## What the task requires
Write out, word for word, every line from the one where "the transport layer" occurs to the final line of the entries, and nothing beyond them.

## Data listing
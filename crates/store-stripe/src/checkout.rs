//! # Stripe Checkout Sessions
//!
//! Implementation of the `PaymentProvider` seam against Stripe's Checkout
//! Sessions API. Uses Stripe's hosted checkout page; the storefront never
//! touches card data.

use crate::config::StripeConfig;
use crate::webhook;
use async_trait::async_trait;
use chrono::{DateTime, Duration, Utc};
use reqwest::Client;
use serde::Deserialize;
use store_core::{
    PaymentEvent, PaymentProvider, PaymentSessionHandle, PaymentSessionRequest, StoreError,
    StoreResult,
};
use tracing::{debug, error, info, instrument, warn};

/// Stripe Checkout Sessions provider
pub struct StripeCheckout {
    config: StripeConfig,
    client: Client,
}

impl StripeCheckout {
    /// Create a new Stripe provider from an explicit config
    pub fn new(config: StripeConfig) -> Self {
        let client = Client::builder()
            .timeout(std::time::Duration::from_secs(config.request_timeout_secs))
            .build()
            .expect("Failed to create HTTP client");

        Self { config, client }
    }

    /// Create from environment variables
    pub fn from_env() -> StoreResult<Self> {
        let config = StripeConfig::from_env()?;
        Ok(Self::new(config))
    }

    /// Build the form body for the Checkout Sessions API
    fn build_form_params(request: &PaymentSessionRequest) -> Vec<(String, String)> {
        let mut form_params: Vec<(String, String)> = vec![
            ("mode".to_string(), "payment".to_string()),
            ("success_url".to_string(), request.success_url.clone()),
            ("cancel_url".to_string(), request.cancel_url.clone()),
            (
                "metadata[order_id]".to_string(),
                request.order_id.to_string(),
            ),
        ];

        for (i, item) in request.line_items.iter().enumerate() {
            form_params.push((
                format!("line_items[{}][price_data][currency]", i),
                item.currency.as_str().to_string(),
            ));
            form_params.push((
                format!("line_items[{}][price_data][unit_amount]", i),
                item.unit_amount.to_string(),
            ));
            form_params.push((
                format!("line_items[{}][price_data][product_data][name]", i),
                item.name.clone(),
            ));
            form_params.push((
                format!("line_items[{}][quantity]", i),
                item.quantity.to_string(),
            ));
        }

        form_params
    }

    /// POST the session request, retrying exactly once on a transport
    /// failure. Provider-side validation errors come back as HTTP error
    /// statuses and are never retried.
    async fn post_session(
        &self,
        url: &str,
        idempotency_key: &str,
        form_params: &[(String, String)],
    ) -> StoreResult<reqwest::Response> {
        let send = || {
            self.client
                .post(url)
                .header("Authorization", self.config.auth_header())
                .header("Stripe-Version", &self.config.api_version)
                .header("Idempotency-Key", idempotency_key)
                .form(form_params)
                .send()
        };

        match send().await {
            Ok(response) => Ok(response),
            Err(first) => {
                warn!("transient provider failure, retrying once: {}", first);
                send()
                    .await
                    .map_err(|e| StoreError::Network(e.to_string()))
            }
        }
    }
}

#[async_trait]
impl PaymentProvider for StripeCheckout {
    #[instrument(skip(self, request), fields(order_id = %request.order_id))]
    async fn create_session(
        &self,
        request: &PaymentSessionRequest,
    ) -> StoreResult<PaymentSessionHandle> {
        if request.line_items.is_empty() {
            return Err(StoreError::Validation(
                "payment session has no line items".to_string(),
            ));
        }

        let form_params = Self::build_form_params(request);

        debug!(
            "creating Stripe checkout session: {} line items",
            request.line_items.len()
        );

        // the order id doubles as the idempotency key, so re-submitting
        // the same order cannot create a second session charge
        let idempotency_key = request.order_id.to_string();
        let url = format!("{}/v1/checkout/sessions", self.config.api_base_url);

        let response = self
            .post_session(&url, &idempotency_key, &form_params)
            .await?;

        let status = response.status();
        let body = response
            .text()
            .await
            .map_err(|e| StoreError::Network(e.to_string()))?;

        if !status.is_success() {
            error!("Stripe API error: status={}, body={}", status, body);

            if let Ok(error_response) = serde_json::from_str::<StripeErrorResponse>(&body) {
                return Err(StoreError::Provider {
                    provider: "stripe".to_string(),
                    message: error_response.error.message,
                });
            }

            return Err(StoreError::Provider {
                provider: "stripe".to_string(),
                message: format!("HTTP {}: {}", status, body),
            });
        }

        let session: StripeSessionResponse = serde_json::from_str(&body).map_err(|e| {
            StoreError::Serialization(format!("failed to parse Stripe response: {}", e))
        })?;

        info!(
            "created Stripe checkout session: id={}, url={}",
            session.id, session.url
        );

        let expires_at = session
            .expires_at
            .map(|ts| DateTime::from_timestamp(ts, 0).unwrap_or(Utc::now() + Duration::hours(24)));

        Ok(PaymentSessionHandle {
            session_id: session.id,
            redirect_url: session.url,
            expires_at,
        })
    }

    #[instrument(skip(self, payload, signature))]
    async fn verify_webhook(&self, payload: &[u8], signature: &str) -> StoreResult<PaymentEvent> {
        webhook::verify_and_parse(&self.config.webhook_secret, payload, signature)
    }

    fn provider_name(&self) -> &'static str {
        "stripe"
    }
}

// =============================================================================
// Stripe API Types
// =============================================================================

#[derive(Debug, Deserialize)]
struct StripeSessionResponse {
    id: String,
    url: String,
    #[serde(default)]
    expires_at: Option<i64>,
}

#[derive(Debug, Deserialize)]
struct StripeErrorResponse {
    error: StripeErrorBody,
}

#[derive(Debug, Deserialize)]
struct StripeErrorBody {
    message: String,
}

#[cfg(test)]
mod tests {
    use super::*;
    use serde_json::json;
    use store_core::{Currency, SessionLineItem};
    use uuid::Uuid;
    use wiremock::matchers::{body_string_contains, header, method, path};
    use wiremock::{Mock, MockServer, ResponseTemplate};

    fn request(order_id: Uuid) -> PaymentSessionRequest {
        PaymentSessionRequest {
            order_id,
            line_items: vec![
                SessionLineItem {
                    name: "Mug".into(),
                    unit_amount: 999,
                    quantity: 2,
                    currency: Currency::USD,
                },
                SessionLineItem {
                    name: "Lamp".into(),
                    unit_amount: 500,
                    quantity: 1,
                    currency: Currency::USD,
                },
            ],
            success_url: "https://shop.example.com/checkout/success".into(),
            cancel_url: "https://shop.example.com/checkout/cancel".into(),
        }
    }

    fn provider_for(server_uri: &str) -> StripeCheckout {
        let config = StripeConfig::new("sk_test_abc", "whsec_test")
            .with_api_base_url(server_uri)
            .with_timeout_secs(5);
        StripeCheckout::new(config)
    }

    #[test]
    fn test_form_params_shape() {
        let order_id = Uuid::new_v4();
        let params = StripeCheckout::build_form_params(&request(order_id));

        let get = |k: &str| {
            params
                .iter()
                .find(|(key, _)| key == k)
                .map(|(_, v)| v.as_str())
        };

        assert_eq!(get("mode"), Some("payment"));
        assert_eq!(get("metadata[order_id]"), Some(order_id.to_string()).as_deref());
        assert_eq!(get("line_items[0][price_data][unit_amount]"), Some("999"));
        assert_eq!(get("line_items[0][quantity]"), Some("2"));
        assert_eq!(get("line_items[1][price_data][unit_amount]"), Some("500"));
        assert_eq!(get("line_items[1][price_data][currency]"), Some("usd"));
    }

    #[tokio::test]
    async fn test_create_session_success() {
        let server = MockServer::start().await;
        let order_id = Uuid::new_v4();

        Mock::given(method("POST"))
            .and(path("/v1/checkout/sessions"))
            .and(header("Idempotency-Key", order_id.to_string().as_str()))
            .and(body_string_contains("mode=payment"))
            .respond_with(ResponseTemplate::new(200).set_body_json(json!({
                "id": "cs_test_123",
                "url": "https://checkout.stripe.com/c/pay/cs_test_123",
                "expires_at": Utc::now().timestamp() + 86400
            })))
            .expect(1)
            .mount(&server)
            .await;

        let provider = provider_for(&server.uri());
        let handle = provider.create_session(&request(order_id)).await.unwrap();

        assert_eq!(handle.session_id, "cs_test_123");
        assert!(handle.redirect_url.contains("cs_test_123"));
        assert!(handle.expires_at.is_some());
    }

    #[tokio::test]
    async fn test_provider_error_not_retried() {
        let server = MockServer::start().await;

        Mock::given(method("POST"))
            .and(path("/v1/checkout/sessions"))
            .respond_with(ResponseTemplate::new(400).set_body_json(json!({
                "error": { "message": "Invalid currency: xyz" }
            })))
            .expect(1)
            .mount(&server)
            .await;

        let provider = provider_for(&server.uri());
        let err = provider
            .create_session(&request(Uuid::new_v4()))
            .await
            .unwrap_err();

        match err {
            StoreError::Provider { provider, message } => {
                assert_eq!(provider, "stripe");
                assert!(message.contains("Invalid currency"));
            }
            other => panic!("expected provider error, got {:?}", other),
        }
    }

    #[tokio::test]
    async fn test_empty_line_items_rejected_locally() {
        let provider = provider_for("http://127.0.0.1:1");
        let mut req = request(Uuid::new_v4());
        req.line_items.clear();

        let err = provider.create_session(&req).await.unwrap_err();
        assert!(matches!(err, StoreError::Validation(_)));
    }

    #[tokio::test]
    async fn test_unreachable_provider_is_network_error() {
        // nothing listens here; both the first attempt and the single
        // retry fail at the transport layer
        let provider = provider_for("http://127.0.0.1:1");
        let err = provider
            .create_session(&request(Uuid::new_v4()))
            .await
            .unwrap_err();

        assert!(matches!(err, StoreError::Network(_)));
    }
}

## Output below
        // retry fail at the transport layer
        let provider = provider_for("http://127.0.0.1:1");
        let err = provider
            .create_session(&request(Uuid::new_v4()))
            .await
            .unwrap_err();

        assert!(matches!(err, StoreError::Network(_)));
    }
}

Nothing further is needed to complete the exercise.